*×10×*

Udało nam się przebiec za granicę. Pobiegliśmy za jeden z budynków. Wyjrzeliśmy zza niego i zauważyliśmy... nic. Nikt za nami nie biegł. Czyżby moja teoria się sprawdziła? Naziści boją się przechodzić przez granicę sowiecką. Jest to dość ciekawa i na pewno pomocna informacja.

- To jak teraz dostaniemy się do bunkru? - zapytał Węgry.

- Możemy iść granicą. - stwierdziłem.

Tak też zrobiliśmy. Szliśmy w stronę bunkru przez granicę ZSRR. Oczywiście nie znaczyło to, że jesteśmy tu mile widziani. Okupacja rosyjska była tak samo niebezpieczna jak niemiecka. Szliśmy ostrożnie, co chwila sprawdzając, czy nikt za nami nie podąża.

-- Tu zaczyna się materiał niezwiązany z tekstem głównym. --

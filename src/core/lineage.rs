//! core::lineage
//!
//! Predecessor-chain walk with manual corrections.
//!
//! # Design
//!
//! The external manifest declares, for each version, an ordered list of
//! predecessors. The walk starts at the newest version, follows the first
//! declared predecessor, and stops at a fixed root version. Two pieces of
//! hand-maintained data patch the declared graph:
//!
//! - [`PREDECESSOR_OVERRIDES`]: corrections for known-broken predecessor
//!   links (a renamed pre-release trailer build, and two versions that
//!   historically share a mislabeled predecessor).
//! - [`SUPPLEMENTARY_EDGES`]: lineage relationships that exist historically
//!   but never appear in the declared predecessor chain, such as april-fools
//!   variants and combat-test branches. One successor may declare several
//!   predecessors here, producing several edges that share a successor.
//!
//! Both tables are compile-time constants so every run applies them
//! identically.
//!
//! # Failure
//!
//! A failed detail fetch, a version without predecessors, or a repeated
//! version id (which would loop forever) aborts the walk. Artifacts already
//! persisted by earlier stages stay valid for the next run.

use std::collections::BTreeSet;
use thiserror::Error;

use super::types::{LineageEdge, TypeError, VersionId};
use crate::manifest::{ManifestError, ManifestSource};

/// Terminal root of the primary predecessor chain.
pub const ROOT_VERSION: &str = "b1.0";

/// Corrections for known-broken declared predecessors.
///
/// Applied after every predecessor lookup: if the declared predecessor
/// matches the left column, the right column is used instead.
pub const PREDECESSOR_OVERRIDES: &[(&str, &str)] = &[
    // The trailer build was renamed after release; its declared id never
    // shipped a client.
    ("b1.6-pre-trailer", "b1.5_01"),
    // Mislabeled predecessor shared by two early beta builds.
    ("b1.3-1731", "b1.2_02"),
];

/// Manually declared edges missing from the declared predecessor chain.
///
/// Each entry is `(successor, predecessors)`. Variant releases descend from
/// the mainline build they forked off; the one multi-predecessor entry
/// records a variant cut from both a release and the snapshot that followed
/// it.
pub const SUPPLEMENTARY_EDGES: &[(&str, &[&str])] = &[
    ("1.RV-Pre1", &["16w07b"]),
    ("3D Shareware v1.34", &["19w13b"]),
    ("20w14infinite", &["20w13b"]),
    ("1.14.3 - Combat Test", &["1.14.3"]),
    ("2.0", &["1.5.1", "13w16a"]),
];

/// Errors from the lineage walk.
#[derive(Debug, Error)]
pub enum LineageError {
    /// The per-version detail fetch failed; the walk cannot continue.
    #[error("lineage walk stopped at {version}: {source}")]
    DetailFetch {
        version: VersionId,
        #[source]
        source: ManifestError,
    },

    /// A version declares no predecessor before the root was reached.
    #[error("version {0} declares no predecessor")]
    MissingPredecessor(VersionId),

    /// A declared predecessor is not a usable version id.
    #[error("version {version} declares a malformed predecessor")]
    MalformedPredecessor {
        version: VersionId,
        #[source]
        source: TypeError,
    },

    /// The declared chain revisited a version; following it would never
    /// terminate.
    #[error("lineage cycle detected at {0}")]
    Cycle(VersionId),
}

/// Map a declared predecessor through the override table.
pub fn apply_override(declared: &VersionId) -> VersionId {
    for (broken, corrected) in PREDECESSOR_OVERRIDES {
        if declared.as_str() == *broken {
            // Override targets are static and known-valid.
            return VersionId::new(*corrected).unwrap();
        }
    }
    declared.clone()
}

/// Materialize the supplementary edge table.
pub fn supplementary_edges() -> Vec<LineageEdge> {
    SUPPLEMENTARY_EDGES
        .iter()
        .flat_map(|(successor, predecessors)| {
            predecessors.iter().map(|predecessor| {
                LineageEdge::new(
                    VersionId::new(*successor).unwrap(),
                    VersionId::new(*predecessor).unwrap(),
                )
            })
        })
        .collect()
}

/// Walk the predecessor chain from `newest` down to `root`.
///
/// Returns the primary-chain edges in walk order, followed by the
/// supplementary edges in table order. The walk itself emits exactly one
/// edge per step; supplementary edges may share a successor.
pub async fn walk(
    source: &dyn ManifestSource,
    newest: &VersionId,
    root: &VersionId,
) -> Result<Vec<LineageEdge>, LineageError> {
    let mut edges = Vec::new();
    let mut seen: BTreeSet<VersionId> = BTreeSet::new();
    let mut current = newest.clone();

    while current != *root {
        if !seen.insert(current.clone()) {
            return Err(LineageError::Cycle(current));
        }

        let detail = source
            .version_detail(&current)
            .await
            .map_err(|source| LineageError::DetailFetch {
                version: current.clone(),
                source,
            })?;

        let declared = detail
            .previous
            .first()
            .ok_or_else(|| LineageError::MissingPredecessor(current.clone()))?;

        let declared =
            VersionId::new(declared.clone()).map_err(|source| LineageError::MalformedPredecessor {
                version: current.clone(),
                source,
            })?;

        let predecessor = apply_override(&declared);

        edges.push(LineageEdge::new(current.clone(), predecessor.clone()));
        current = predecessor;
    }

    edges.extend(supplementary_edges());
    Ok(edges)
}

Udało nam się dojść do miejsca, gdzie znajduje się bunkier. Rozejrzeliśmy się jeszcze dla bezpieczeństwa i przeszliśmy przez granicę. Podbiegliśmy do lasu i zaczęliśmy kierować się w odpowiednią stronę. Minęła chwila, a już zauważyliśmy wyłaniający się zza gęstych drzew bunkier. Podeszliśmy do niego i zapukaliśmy.

Trochę trwało zanim drzwi się otworzyły, a to ze względu na to, że najpierw trzeba było sprawdzić dokładnie kto to i czy dookoła nikogo niebezpiecznego nie ma. Kiedy już była ta pewność, przyszedł czas na otwarcie zamków w ciężkich wrotach. Zwykle ta czynność też chwilę trwała. Kiedy już wszystkie zamki były rozparcelowane, można było otwierać drzwi.

Naszym oczom ukazał się Wielka Brytania.

- Poland? Hungary? Co was tu sprowadza? - zapytał.

- Mamy sprawę. Możemy wejść?

- Oczywiście, wchodźcie. - Zaprosił nas gestem ręki.

Bez zwlekania weszliśmy do środka, a Niemcy jako, że był ostatni musiał zamknąć drzwi.

- Witajcie Pologne i Hongrie! - Przywitał się z nami Francja.

- To o co chodzi? - zapytał Wielka Brytania.

- O niego. - powiedział Węgry i wypchnął Niemcy na środek.

Francja już miał sięgać po broń, ale Brytania go powstrzymał.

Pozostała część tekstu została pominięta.